BOISE, Idaho — June is National Internet Safety Month, reminding parents and guardians everywhere to review online safety measures for children.
The COVID-19 pandemic has forced many activities to be canceled or scaled back so kids are spending more time on the computer at home or on their various gaming systems. Unfortunately, it comes as hackers target systems, including 300,000 Nintendo accounts over the last few months.
Dale Dixon is the Chief Innovation Officer for the Better Business Bureau Northwest and Pacific. He says the biggest threats come from creating accounts on websites without permission. Many sites will sell unauthorized user details to advertisers looking to engage in targeted marketing. When creating an account, the user may falsely create a birth date to meet the minimum age requirement.
Contests and giveaways also pose a threat. Many are thinly disguised ways of collecting personal or financial information that could lead to identity theft. Make sure your child doesn't have access to banking or credit card information.
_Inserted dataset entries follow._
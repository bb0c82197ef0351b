//! Export sink boundary
//!
//! The sink turns the current slide-source document into a downloadable
//! artifact. The mock sink hands back the document verbatim as markdown; the
//! production sink renders a PDF but satisfies the same contract, so the
//! caller cannot tell the difference.

use async_trait::async_trait;
use std::io;
use std::path::{Path, PathBuf};
use std::sync::atomic::{AtomicBool, Ordering};
use std::sync::Arc;
use thiserror::Error;

/// A downloadable file-like artifact
#[derive(Debug, Clone, PartialEq, Eq)]
pub struct ExportArtifact {
    pub filename: String,
    pub mime_type: String,
    pub bytes: Vec<u8>,
}

impl ExportArtifact {
    /// Write the artifact into `dir`, returning the full path.
    pub fn write_to(&self, dir: &Path) -> io::Result<PathBuf> {
        let path = dir.join(&self.filename);
        std::fs::write(&path, &self.bytes)?;
        Ok(path)
    }
}

#[derive(Debug, Error)]
pub enum ExportError {
    #[error("nothing to export: the current document is empty")]
    EmptyDocument,
    #[error("an export is already in progress")]
    ExportInFlight,
    #[error("export failed: {0}")]
    Sink(String),
}

/// Producer of export artifacts
#[async_trait]
pub trait ExportSink: Send + Sync {
    async fn export(&self, document: &str) -> Result<ExportArtifact, ExportError>;
}

/// Mock sink: a verbatim copy of the document with a markdown MIME type and
/// a fixed filename.
pub struct MarkdownExportSink;

#[async_trait]
impl ExportSink for MarkdownExportSink {
    async fn export(&self, document: &str) -> Result<ExportArtifact, ExportError> {
        Ok(ExportArtifact {
            filename: "slide.md".to_string(),
            mime_type: "text/markdown".to_string(),
            bytes: document.as_bytes().to_vec(),
        })
    }
}

/// Busy-gated front over a sink.
///
/// One export at a time: the busy flag is taken before the attempt and
/// released by a drop guard on every exit path, so a failing sink can never
/// wedge the exporter.
pub struct Exporter {
    sink: Arc<dyn ExportSink>,
    busy: AtomicBool,
}

impl Exporter {
    pub fn new(sink: Arc<dyn ExportSink>) -> Self {
        Self {
            sink,
            busy: AtomicBool::new(false),
        }
    }

    pub fn is_busy(&self) -> bool {
        self.busy.load(Ordering::SeqCst)
    }

    /// Export the document through the sink.
    ///
    /// An empty document is rejected before the sink is invoked and before
    /// the busy flag is taken. Sink failures come back as a single error
    /// value - one user-visible notice, never a crash.
    pub async fn export(&self, document: &str) -> Result<ExportArtifact, ExportError> {
        if document.trim().is_empty() {
            return Err(ExportError::EmptyDocument);
        }
        if self.busy.swap(true, Ordering::SeqCst) {
            return Err(ExportError::ExportInFlight);
        }
        let _guard = BusyGuard(&self.busy);

        let result = self.sink.export(document).await;
        match &result {
            Ok(artifact) => tracing::info!(
                filename = %artifact.filename,
                bytes = artifact.bytes.len(),
                "export produced artifact"
            ),
            Err(e) => tracing::error!(error = %e, "export failed"),
        }
        result
    }
}

struct BusyGuard<'a>(&'a AtomicBool);

impl Drop for BusyGuard<'_> {
    fn drop(&mut self) {
        self.0.store(false, Ordering::SeqCst);
    }
}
Kids can be targets of phishing emails. Many often get junk mail and are more likely to be susceptible to theft because of a lack of online experience. While some emails are legitimate, a vast majority are not, and the last thing parents want or need is a $500 bill from a fraudulent website where a purchase may have been made.
Other things to watch for include file sharing sites. Some websites allow children to download free media. What they may not know is these sites often come with a risk of downloading a virus that allows identity thieves to access the gaming device, personal computer, or even cell phone that's being used.
There are also risks when it comes to apps on your smartphone. Dixon says certain apps might collect and share personal information about your child, including ads that look innocent but aren't. Even free apps may include paid features, and children may not understand that some apps or game features cost money, since they were labeled as free to download.
So how can you keep your money and information safe? Don't give children access to banking or credit card information. Don't click on email links or download anything to the device. Read privacy policies before agreeing to anything. Don't share your location, and use parental controls.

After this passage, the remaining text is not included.